Serial Memories of Gombloh: Heroik, Nakal, Cengeng Pun Bisa
Dominasi lagu-lagu cinta bernafas ngepop dalam karya-karya terakhir almarhum, tidak bisa begitu saja dituding sebagai ketidakkukuhan sikap pada idealismenya. Seperti yang pernah dikemukakan oleh mendiang Gombloh, “Lagu-lagu semacam itu tidak seratus persen aku maui”. Atau seperti kata Titi Qadarsih, “Idealismenya cukup tinggi, tapi akhirnya toh dia harus realistis”. Ya, realistis pada kebutuhan hidupnya, dan pada tuntutan keinginan untuk membahagiakan anak dan istrinya.
Jauh sebelum sampai ke titik ‘realistis’ itu, dia telah membuktikan kekukuhannya. Itu bisa dilacak dari sejarah kreativitasnya yang panjang dan mandiri. Simak karya-karyanya yang berkibar-kibar, seperti “Kebyar-Kebyar” , “Kami Anak Negeri Ini”, “Gugur-Gugur Bunga”, “Pesan Buat Kaum Belia”, dan masih banyak lagi. Sosok kesenimanannya berjejak begitu dalam. Kharismanya merambah hingga seni kreatif musik pop kita. Heroik, nakal dan cengeng pun bisa.
Lagu-lagunya sentimentil dan kaya ungkapan. Seperti yang pernah diungkapkan oleh Akhudiat. “Gombloh berangkat dari sikap yang lain. Lirik-lirik lagunya nakal, tapi lebih sophisticated dibandingkan lagu-lagu pop kebanyakan. Terasa ada kejujuran dalam jengkal lirik-liriknya. Ekspresinya lepas bebas. Coba dengar saja enak saja dia berlagu “tai kucing rasa coklat” atau menyebut kata “bangsat” di akhir lagunya”.
Gombloh, adalah ‘bapak’ lirik nakal dalam sejarah musik pop negeri ini. Lirik semacam itu, merupakan trademark almarhum. Dia tidak pernah menciptakan musik tanpa digambari kenakalan. Kendati dalam lagu-lagu yang serius, kenakalan itu bisa dia tuangkan dengan enak, tanpa harus mengubah komposisi lirik yang lain.
Memang macam-macam kesan orang tentang dirinya. Tetapi yang paling mengesankan adalah konsistensi dia sebagai penyanyi Surabaya. Padahal, sebetulnya banyak yang dia peroleh kalau misalnya dia mau menjarah Jakarta. Namun, Gombloh adalah Gombloh, dia tetaplah membuktikan sikapnya. Dia terus mengikat kontrak dengan Nirwana Record, hingga akhir hayatnya.

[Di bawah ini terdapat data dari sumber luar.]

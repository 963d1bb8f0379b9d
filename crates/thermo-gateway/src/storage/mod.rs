//! Storage gateway: the single seam between handlers and the reading table.
//!
//! Handlers and the notifier depend on [`TemperatureStore`] rather than a
//! concrete pool, so tests run against [`MemoryTemperatureStore`] while
//! production wires in [`PgTemperatureStore`].

pub mod memory;
pub mod postgres;

pub use memory::MemoryTemperatureStore;
pub use postgres::PgTemperatureStore;

use crate::domain::model::Reading;
use async_trait::async_trait;

/// Raw aggregate row produced by the summary query, before display
/// formatting. `average`/`min`/`max` are `None` on an empty table.
#[derive(Debug, Clone, Copy, PartialEq)]
pub struct SummaryRow {
    pub count: i64,
    pub average: Option<f64>,
    pub min: Option<f64>,
    pub max: Option<f64>,
}

/// Result type for storage operations
pub type StorageResult<T> = Result<T, sqlx::Error>;

/// Storage gateway for the `temperatures` table.
///
/// Every mutating operation runs inside a transaction and raises the
/// `temperature_changes` signal on commit, so out-of-process watchers
/// observe the write without depending on in-process delivery.
#[async_trait]
pub trait TemperatureStore: Send + Sync {
    /// All readings, descending by id.
    async fn list(&self) -> StorageResult<Vec<Reading>>;

    /// Single reading by id, `None` when no row matches.
    async fn get(&self, id: i32) -> StorageResult<Option<Reading>>;

    /// Insert a new reading; the returned row carries the assigned id.
    async fn insert(&self, city: &str, temperature: f64) -> StorageResult<Reading>;

    /// Update city and temperature; `None` when no row matches.
    async fn update(&self, id: i32, city: &str, temperature: f64)
        -> StorageResult<Option<Reading>>;

    /// Delete a reading, returning the removed row; `None` when no row matches.
    async fn delete(&self, id: i32) -> StorageResult<Option<Reading>>;

    /// Re-draw every temperature uniformly from `[20.0, 35.0)` rounded to
    /// two decimals, in one transaction with one change signal for the
    /// whole batch. An empty table is a successful no-op.
    async fn randomize_all(&self) -> StorageResult<Vec<Reading>>;

    /// Aggregate count/avg/min/max over all readings.
    async fn summary(&self) -> StorageResult<SummaryRow>;
}
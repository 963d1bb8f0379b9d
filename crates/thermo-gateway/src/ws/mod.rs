//! Live subscriber channel: registry, connection handling, wire frames.

pub mod frame;
pub mod handler;
pub mod registry;

pub use frame::DataFrame;
pub use handler::WsConnection;
pub use registry::{ConnectionId, SubscriberRegistry};
//! # Thermowatch Runtime
//!
//! The main entry point for the Thermowatch backend.
//!
//! ## Startup Sequence
//!
//! 1. Initialize logging
//! 2. Load configuration from the environment
//! 3. Connect the PostgreSQL pool and apply the schema
//! 4. Start the gateway service (HTTP + WebSocket + LISTEN loop)
//! 5. Run until Ctrl+C, then shut down gracefully

use anyhow::{Context, Result};
use sqlx::postgres::PgPoolOptions;
use thermo_gateway::storage::PgTemperatureStore;
use thermo_gateway::{GatewayConfig, TemperatureService};
use tracing::info;
use tracing_subscriber::EnvFilter;

#[tokio::main]
async fn main() -> Result<()> {
    // Initialize logging
    tracing_subscriber::fmt()
        .with_env_filter(
            EnvFilter::try_from_default_env().unwrap_or_else(|_| EnvFilter::new("info")),
        )
        .with_target(true)
        .init();

    info!("===========================================");
    info!("  Thermowatch v{}", thermo_gateway::VERSION);
    info!("===========================================");

    // Load configuration
    let config = GatewayConfig::from_env();

    // Connect the pool
    let pool = PgPoolOptions::new()
        .max_connections(config.database.max_connections)
        .connect(&config.database.connection_url())
        .await
        .context("Failed to connect to PostgreSQL")?;
    info!(
        host = %config.database.host,
        port = config.database.port,
        database = %config.database.name,
        "Connected to PostgreSQL"
    );

    // Apply schema (idempotent)
    PgTemperatureStore::ensure_schema(&pool)
        .await
        .context("Failed to apply database schema")?;

    // Create and start the service
    let mut service =
        TemperatureService::new(config, pool).context("Failed to build temperature service")?;

    // Dropping the server future on Ctrl+C closes the listener and all
    // connections; storage state lives in PostgreSQL.
    tokio::select! {
        result = service.start() => {
            result.context("Service exited with error")?;
        }
        _ = tokio::signal::ctrl_c() => {
            info!("Ctrl+C received, shutting down...");
        }
    }

    info!("Shutdown complete");
    Ok(())
}
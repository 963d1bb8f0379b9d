//! WebSocket connection lifecycle.
//!
//! On upgrade a freshly-computed snapshot is queued as the welcome
//! frame and the connection is then registered. A writer task owns
//! the socket sink and drains the connection's outbound queue, which
//! preserves per-connection send order across welcome and broadcasts.
//! The read side only watches for close and errors; clients send no
//! protocol messages.

use crate::snapshot::compute_snapshot;
use crate::storage::TemperatureStore;
use crate::ws::frame::DataFrame;
use crate::ws::registry::{ConnectionId, SubscriberRegistry};
use axum::extract::ws::{Message, WebSocket};
use futures::{SinkExt, StreamExt};
use std::sync::Arc;
use tokio::sync::mpsc;
use tracing::{debug, error, info, warn};

/// Handler for one live connection.
pub struct WsConnection {
    registry: Arc<SubscriberRegistry>,
    store: Arc<dyn TemperatureStore>,
    connection_id: ConnectionId,
}

impl WsConnection {
    pub fn new(registry: Arc<SubscriberRegistry>, store: Arc<dyn TemperatureStore>) -> Self {
        Self {
            registry,
            store,
            connection_id: ConnectionId::new(),
        }
    }

    /// Drive the connection until it closes or fails.
    pub async fn handle(self, socket: WebSocket) {
        info!(connection_id = %self.connection_id, "new live subscriber connected");

        let (mut sink, mut stream) = socket.split();
        let (tx, mut rx) = mpsc::unbounded_channel::<Message>();

        // Writer task: sole owner of the sink. Exits when the queue
        // closes (unregister drops the sender) or a send fails.
        let writer_id = self.connection_id;
        let writer = tokio::spawn(async move {
            while let Some(message) = rx.recv().await {
                if let Err(e) = sink.send(message).await {
                    debug!(connection_id = %writer_id, error = %e, "socket send failed");
                    break;
                }
            }
        });

        self.attach(&tx).await;

        // Read loop: receive-only protocol, so inbound traffic is only
        // pings and the close handshake.
        while let Some(result) = stream.next().await {
            match result {
                Ok(Message::Ping(data)) => {
                    if tx.send(Message::Pong(data)).is_err() {
                        break;
                    }
                }
                Ok(Message::Close(_)) => {
                    debug!(connection_id = %self.connection_id, "close frame received");
                    break;
                }
                Ok(_) => {
                    // Text/Binary/Pong: ignored, no client protocol defined
                }
                Err(e) => {
                    warn!(connection_id = %self.connection_id, error = %e, "socket error");
                    break;
                }
            }
        }

        // Cleanup on every exit path; unregister is idempotent.
        self.registry.unregister(&self.connection_id);
        drop(tx);
        writer.abort();

        info!(connection_id = %self.connection_id, "live subscriber disconnected");
    }

    /// Enqueue the welcome frame, then expose the connection to
    /// broadcasts. The welcome must enter the queue before the first
    /// broadcast can; registering first would let a frame built from
    /// newer state precede the welcome on the same connection. A
    /// failed welcome is logged and the connection is registered
    /// anyway; it catches up on the next broadcast.
    async fn attach(&self, tx: &mpsc::UnboundedSender<Message>) {
        match compute_snapshot(self.store.as_ref()).await {
            Ok(snapshot) => {
                let text = DataFrame::new(&snapshot).to_text();
                // Direct send; the registry does not know this connection yet.
                let _ = tx.send(Message::Text(text));
            }
            Err(e) => {
                error!(
                    connection_id = %self.connection_id,
                    error = %e,
                    "failed to compute welcome snapshot"
                );
            }
        }

        self.registry.register(self.connection_id, tx.clone());
    }
}
//! PostgreSQL storage gateway.
//!
//! Mutations run inside transactions; the change signal is raised with
//! `pg_notify` from within the transaction, which PostgreSQL delivers
//! on commit and discards on rollback. That keeps the signal and the
//! write atomic without a second round-trip.

use crate::domain::model::Reading;
use crate::storage::{StorageResult, SummaryRow, TemperatureStore};
use async_trait::async_trait;
use rand::Rng;
use sqlx::PgPool;
use tracing::debug;

/// Lower bound (inclusive) for randomized temperatures
pub const RANDOMIZE_MIN: f64 = 20.0;
/// Upper bound (exclusive) for randomized temperatures
pub const RANDOMIZE_MAX: f64 = 35.0;

/// Pooled PostgreSQL implementation of [`TemperatureStore`].
pub struct PgTemperatureStore {
    pool: PgPool,
    channel: String,
}

impl PgTemperatureStore {
    pub fn new(pool: PgPool, channel: impl Into<String>) -> Self {
        Self {
            pool,
            channel: channel.into(),
        }
    }

    /// Create the `temperatures` table if it does not exist (idempotent,
    /// applied once at startup).
    pub async fn ensure_schema(pool: &PgPool) -> StorageResult<()> {
        sqlx::query(
            r#"
            CREATE TABLE IF NOT EXISTS temperatures (
                id          SERIAL PRIMARY KEY,
                city        TEXT             NOT NULL,
                temperature DOUBLE PRECISION NOT NULL,
                updated_at  TIMESTAMPTZ      NOT NULL DEFAULT NOW()
            );
            "#,
        )
        .execute(pool)
        .await?;
        Ok(())
    }

    /// Raise the change signal inside an open transaction. Delivery
    /// happens on commit.
    async fn signal_change(
        &self,
        tx: &mut sqlx::Transaction<'_, sqlx::Postgres>,
        op: &str,
    ) -> StorageResult<()> {
        sqlx::query("SELECT pg_notify($1, $2)")
            .bind(&self.channel)
            .bind(op)
            .execute(&mut **tx)
            .await?;
        Ok(())
    }
}

#[async_trait]
impl TemperatureStore for PgTemperatureStore {
    async fn list(&self) -> StorageResult<Vec<Reading>> {
        sqlx::query_as::<_, Reading>("SELECT * FROM temperatures ORDER BY id DESC")
            .fetch_all(&self.pool)
            .await
    }

    async fn get(&self, id: i32) -> StorageResult<Option<Reading>> {
        sqlx::query_as::<_, Reading>("SELECT * FROM temperatures WHERE id = $1")
            .bind(id)
            .fetch_optional(&self.pool)
            .await
    }

    async fn insert(&self, city: &str, temperature: f64) -> StorageResult<Reading> {
        let mut tx = self.pool.begin().await?;

        let reading = sqlx::query_as::<_, Reading>(
            "INSERT INTO temperatures (city, temperature, updated_at) \
             VALUES ($1, $2, NOW()) RETURNING *",
        )
        .bind(city)
        .bind(temperature)
        .fetch_one(&mut *tx)
        .await?;

        self.signal_change(&mut tx, "insert").await?;
        tx.commit().await?;

        debug!(id = reading.id, city = %reading.city, "inserted reading");
        Ok(reading)
    }

    async fn update(
        &self,
        id: i32,
        city: &str,
        temperature: f64,
    ) -> StorageResult<Option<Reading>> {
        let mut tx = self.pool.begin().await?;

        let reading = sqlx::query_as::<_, Reading>(
            "UPDATE temperatures SET city = $1, temperature = $2, updated_at = NOW() \
             WHERE id = $3 RETURNING *",
        )
        .bind(city)
        .bind(temperature)
        .bind(id)
        .fetch_optional(&mut *tx)
        .await?;

        // No row matched: nothing changed, nothing to signal.
        if reading.is_none() {
            tx.rollback().await?;
            return Ok(None);
        }

        self.signal_change(&mut tx, "update").await?;
        tx.commit().await?;

        debug!(id, "updated reading");
        Ok(reading)
    }

    async fn delete(&self, id: i32) -> StorageResult<Option<Reading>> {
        let mut tx = self.pool.begin().await?;

        let reading = sqlx::query_as::<_, Reading>(
            "DELETE FROM temperatures WHERE id = $1 RETURNING *",
        )
        .bind(id)
        .fetch_optional(&mut *tx)
        .await?;

        if reading.is_none() {
            tx.rollback().await?;
            return Ok(None);
        }

        self.signal_change(&mut tx, "delete").await?;
        tx.commit().await?;

        debug!(id, "deleted reading");
        Ok(reading)
    }

    async fn randomize_all(&self) -> StorageResult<Vec<Reading>> {
        let mut tx = self.pool.begin().await?;

        let ids: Vec<(i32,)> = sqlx::query_as("SELECT id FROM temperatures")
            .fetch_all(&mut *tx)
            .await?;

        // Draw all values up front; ThreadRng must not be held across awaits.
        let temps: Vec<f64> = {
            let mut rng = rand::thread_rng();
            ids.iter().map(|_| random_temperature(&mut rng)).collect()
        };

        for ((id,), temp) in ids.into_iter().zip(temps) {
            sqlx::query(
                "UPDATE temperatures SET temperature = $1, updated_at = NOW() WHERE id = $2",
            )
            .bind(temp)
            .bind(id)
            .execute(&mut *tx)
            .await?;
        }

        let updated = sqlx::query_as::<_, Reading>("SELECT * FROM temperatures ORDER BY id DESC")
            .fetch_all(&mut *tx)
            .await?;

        // One signal for the whole batch, not one per row.
        self.signal_change(&mut tx, "randomize").await?;
        tx.commit().await?;

        debug!(rows = updated.len(), "randomized all temperatures");
        Ok(updated)
    }

    async fn summary(&self) -> StorageResult<SummaryRow> {
        let row: (i64, Option<f64>, Option<f64>, Option<f64>) = sqlx::query_as(
            "SELECT COUNT(*), AVG(temperature), MIN(temperature), MAX(temperature) \
             FROM temperatures",
        )
        .fetch_one(&self.pool)
        .await?;

        Ok(SummaryRow {
            count: row.0,
            average: row.1,
            min: row.2,
            max: row.3,
        })
    }
}

/// Draw one temperature uniformly from `[20.00, 35.00)` in whole
/// hundredths. Drawing hundredths directly keeps the rounded value
/// strictly below the upper bound.
pub(crate) fn random_temperature<R: Rng>(rng: &mut R) -> f64 {
    let hundredths: i64 = rng.gen_range(
        (RANDOMIZE_MIN * 100.0) as i64..(RANDOMIZE_MAX * 100.0) as i64,
    );
    hundredths as f64 / 100.0
}

#[cfg(test)]
mod tests {
    use super::*;

    #[test]
    fn test_randomize_bounds() {
        let mut rng = rand::thread_rng();
        for _ in 0..1000 {
            let t = random_temperature(&mut rng);
            assert!((RANDOMIZE_MIN..RANDOMIZE_MAX).contains(&t), "out of range: {t}");
            // Already rounded to two decimals
            assert_eq!(t, (t * 100.0).round() / 100.0);
        }
    }
}
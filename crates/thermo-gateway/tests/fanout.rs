//! End-to-end fan-out behavior over the in-memory store: mutations
//! arriving through the HTTP surface must reach live subscribers.

use axum::body::Body;
use axum::extract::ws::Message;
use axum::http::{Request, StatusCode};
use std::sync::Arc;
use std::time::Duration;
use thermo_gateway::http::routes::{router, AppState};
use thermo_gateway::storage::MemoryTemperatureStore;
use thermo_gateway::TemperatureStore;
use thermo_gateway::ws::registry::ConnectionId;
use tokio::sync::mpsc;
use tokio::time::timeout;
use tower::ServiceExt;

const FRAME_WAIT: Duration = Duration::from_secs(1);

fn setup() -> (Arc<MemoryTemperatureStore>, AppState) {
    let store = Arc::new(MemoryTemperatureStore::new());
    let state = AppState::new(store.clone(), false);
    (store, state)
}

fn subscribe(state: &AppState) -> mpsc::UnboundedReceiver<Message> {
    let (tx, rx) = mpsc::unbounded_channel();
    state.registry.register(ConnectionId::new(), tx);
    rx
}

async fn next_frame(rx: &mut mpsc::UnboundedReceiver<Message>) -> serde_json::Value {
    let message = timeout(FRAME_WAIT, rx.recv())
        .await
        .expect("no frame within wait window")
        .expect("subscriber channel closed");
    let Message::Text(text) = message else {
        panic!("expected a text frame");
    };
    serde_json::from_str(&text).unwrap()
}

#[tokio::test]
async fn create_broadcasts_post_mutation_snapshot() {
    let (_, state) = setup();
    let mut rx = subscribe(&state);
    let app = router(state);

    let response = app
        .oneshot(
            Request::post("/api/temperatures")
                .header("content-type", "application/json")
                .body(Body::from(r#"{"city":"Makassar","temperature":32.5}"#))
                .unwrap(),
        )
        .await
        .unwrap();
    assert_eq!(response.status(), StatusCode::CREATED);

    let frame = next_frame(&mut rx).await;
    assert_eq!(frame["type"], "data");
    assert_eq!(frame["data"]["summary"]["count"], 1);
    assert_eq!(frame["data"]["list"][0]["city"], "Makassar");
    assert_eq!(frame["data"]["list"][0]["temperature"], 32.5);
}

#[tokio::test]
async fn failed_subscriber_does_not_block_delivery() {
    let (_, state) = setup();

    // One connection already gone, one live
    let (tx_dead, rx_dead) = mpsc::unbounded_channel();
    drop(rx_dead);
    state.registry.register(ConnectionId::new(), tx_dead);
    let mut rx_live = subscribe(&state);
    assert_eq!(state.registry.len(), 2);

    let registry = state.registry.clone();
    let app = router(state);
    let response = app
        .oneshot(
            Request::post("/api/temperatures")
                .header("content-type", "application/json")
                .body(Body::from(r#"{"city":"Palembang","temperature":30.0}"#))
                .unwrap(),
        )
        .await
        .unwrap();
    assert_eq!(response.status(), StatusCode::CREATED);

    let frame = next_frame(&mut rx_live).await;
    assert_eq!(frame["data"]["list"][0]["city"], "Palembang");

    // The dead connection was pruned during the broadcast
    assert_eq!(registry.len(), 1);
}

#[tokio::test]
async fn randomize_batch_broadcasts_once() {
    let (store, state) = setup();
    for i in 0..3 {
        store.insert("Y", 40.0 + i as f64).await.unwrap();
    }
    let mut rx = subscribe(&state);
    let app = router(state);

    let response = app
        .oneshot(
            Request::patch("/api/temperatures/randomize")
                .body(Body::empty())
                .unwrap(),
        )
        .await
        .unwrap();
    assert_eq!(response.status(), StatusCode::OK);

    let frame = next_frame(&mut rx).await;
    assert_eq!(frame["data"]["summary"]["count"], 3);
    for entry in frame["data"]["list"].as_array().unwrap() {
        let t = entry["temperature"].as_f64().unwrap();
        assert!((20.0..35.0).contains(&t), "out of range: {t}");
    }

    // One frame for the whole batch, not one per row
    tokio::time::sleep(Duration::from_millis(100)).await;
    assert!(rx.try_recv().is_err(), "expected exactly one broadcast");
}

#[tokio::test]
async fn rejected_mutation_broadcasts_nothing() {
    let (store, state) = setup();
    let mut rx = subscribe(&state);
    let app = router(state);

    let response = app
        .oneshot(
            Request::post("/api/temperatures")
                .header("content-type", "application/json")
                .body(Body::from(r#"{"temperature":25.0}"#))
                .unwrap(),
        )
        .await
        .unwrap();
    assert_eq!(response.status(), StatusCode::BAD_REQUEST);
    assert!(store.is_empty().await);

    tokio::time::sleep(Duration::from_millis(100)).await;
    assert!(rx.try_recv().is_err(), "no broadcast for a rejected mutation");
}

#[tokio::test]
async fn update_and_delete_each_broadcast_fresh_state() {
    let (store, state) = setup();
    let created = store.insert("Kupang", 27.0).await.unwrap();
    let mut rx = subscribe(&state);
    let app = router(state);

    let response = app
        .clone()
        .oneshot(
            Request::put(format!("/api/temperatures/{}", created.id))
                .header("content-type", "application/json")
                .body(Body::from(r#"{"city":"Kupang","temperature":29.5}"#))
                .unwrap(),
        )
        .await
        .unwrap();
    assert_eq!(response.status(), StatusCode::OK);

    let frame = next_frame(&mut rx).await;
    assert_eq!(frame["data"]["list"][0]["temperature"], 29.5);

    let response = app
        .oneshot(
            Request::delete(format!("/api/temperatures/{}", created.id))
                .body(Body::empty())
                .unwrap(),
        )
        .await
        .unwrap();
    assert_eq!(response.status(), StatusCode::OK);

    let frame = next_frame(&mut rx).await;
    assert_eq!(frame["data"]["summary"]["count"], 0);
    assert_eq!(frame["data"]["summary"]["average"], "0.00");
    assert!(frame["data"]["list"].as_array().unwrap().is_empty());
}
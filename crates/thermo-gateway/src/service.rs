//! Temperature service - main entry point.
//!
//! Wires the storage gateway, subscriber registry, change notifier, and
//! HTTP/WebSocket router together and runs the server.

use crate::domain::config::GatewayConfig;
use crate::domain::error::GatewayError;
use crate::http::routes::{router, AppState};
use crate::notify::ChangeListener;
use crate::storage::{PgTemperatureStore, TemperatureStore};
use axum::Router;
use sqlx::PgPool;
use std::sync::Arc;
use tokio::sync::oneshot;
use tower::ServiceBuilder;
use tower_http::cors::CorsLayer;
use tower_http::trace::TraceLayer;
use tracing::info;

/// Temperature service state
pub struct TemperatureService {
    config: GatewayConfig,
    state: AppState,
    /// Present when backed by PostgreSQL; drives the LISTEN loop.
    pool: Option<PgPool>,
    shutdown_tx: Option<oneshot::Sender<()>>,
}

impl TemperatureService {
    /// Create a service backed by PostgreSQL.
    pub fn new(config: GatewayConfig, pool: PgPool) -> Result<Self, GatewayError> {
        config
            .validate()
            .map_err(|e| GatewayError::Config(e.to_string()))?;

        let store: Arc<dyn TemperatureStore> = Arc::new(PgTemperatureStore::new(
            pool.clone(),
            config.listener.channel.clone(),
        ));
        let state = AppState::new(store, config.production);

        Ok(Self {
            config,
            state,
            pool: Some(pool),
            shutdown_tx: None,
        })
    }

    /// Create a service over an injected store (tests, demos). No
    /// LISTEN loop runs; there is no out-of-process signal source.
    pub fn with_store(
        config: GatewayConfig,
        store: Arc<dyn TemperatureStore>,
    ) -> Result<Self, GatewayError> {
        config
            .validate()
            .map_err(|e| GatewayError::Config(e.to_string()))?;

        let state = AppState::new(store, config.production);
        Ok(Self {
            config,
            state,
            pool: None,
            shutdown_tx: None,
        })
    }

    /// Start the server and the change listener; runs until shutdown.
    pub async fn start(&mut self) -> Result<(), GatewayError> {
        info!("Starting temperature service...");

        let (shutdown_tx, shutdown_rx) = oneshot::channel();
        self.shutdown_tx = Some(shutdown_tx);

        // Out-of-process change signals: one eternal LISTEN task.
        if let Some(pool) = &self.pool {
            let listener = ChangeListener::new(
                pool.clone(),
                self.state.notifier.clone(),
                self.config.listener.clone(),
            );
            tokio::spawn(listener.run());
        }

        let app = self.build_router();
        let addr = self.config.http_addr();
        let listener = tokio::net::TcpListener::bind(addr)
            .await
            .map_err(|e| GatewayError::Bind(e.to_string()))?;

        info!(addr = %addr, "HTTP server listening");

        axum::serve(listener, app)
            .with_graceful_shutdown(async move {
                let _ = shutdown_rx.await;
                info!("Received shutdown signal");
            })
            .await
            .map_err(|e| GatewayError::Bind(e.to_string()))?;

        info!("Temperature service stopped");
        Ok(())
    }

    /// Trigger graceful shutdown
    pub fn shutdown(&mut self) {
        if let Some(tx) = self.shutdown_tx.take() {
            let _ = tx.send(());
        }
    }

    /// Shared application state (handler wiring, tests)
    pub fn state(&self) -> AppState {
        self.state.clone()
    }

    fn build_router(&self) -> Router {
        let middleware = ServiceBuilder::new()
            .layer(TraceLayer::new_for_http())
            .layer(CorsLayer::permissive());

        router(self.state.clone()).layer(middleware)
    }
}
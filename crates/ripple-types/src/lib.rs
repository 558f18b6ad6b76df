//! Shared type definitions for the Ripple persona network.
//!
//! This crate is the single source of truth for the data model shared by
//! the network builder, the activation simulator, and the observer API.
//! Types flow downstream to `TypeScript` via `ts-rs` for the renderer.
//!
//! # Modules
//!
//! - [`ids`] -- Run UUIDs and readable persona/community keys
//! - [`enums`] -- Shapes, link kinds and styles, propagation phases
//! - [`structs`] -- Personas, communities, filters, graph, activation state
//! - [`ranges`] -- Count and value ranges for tunable parameters

pub mod enums;
pub mod ids;
pub mod ranges;
pub mod structs;

// Re-export all public types at crate root for convenience.
pub use enums::{LinkKind, LinkStyle, Phase, Shape};
pub use ids::{CommunityId, PersonaId, RunId};
pub use ranges::{CountRange, ValueRange};
pub use structs::{
    ALL_COMMUNITIES, ActivationState, CommunityDefinition, CommunityFilter, Graph, Link, Node,
    Persona, PersonaAttributes,
};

Kekukuhannya itu , nyatanya tidaklah sia-sia. Akhirnya dia harus diakui sebagai seniman bereputasi nasional. Seolah mengingatkan pada Elvis Presley, yang meninggal pada puncak karier dan kepopulerannya. Gombloh, kebesarannya, tidak hanya dikenang masyarakat Surabaya. Di mana-mana di seluruh penjuru Tanah Air, semua orang merasa kehilangan atas kepergiannya menghadap Illahi yang begitu cepat.
Selamat jalan Gombloh. Merah darahku, putih tulangku, bersatu dalam semangatmu. INDONESIA!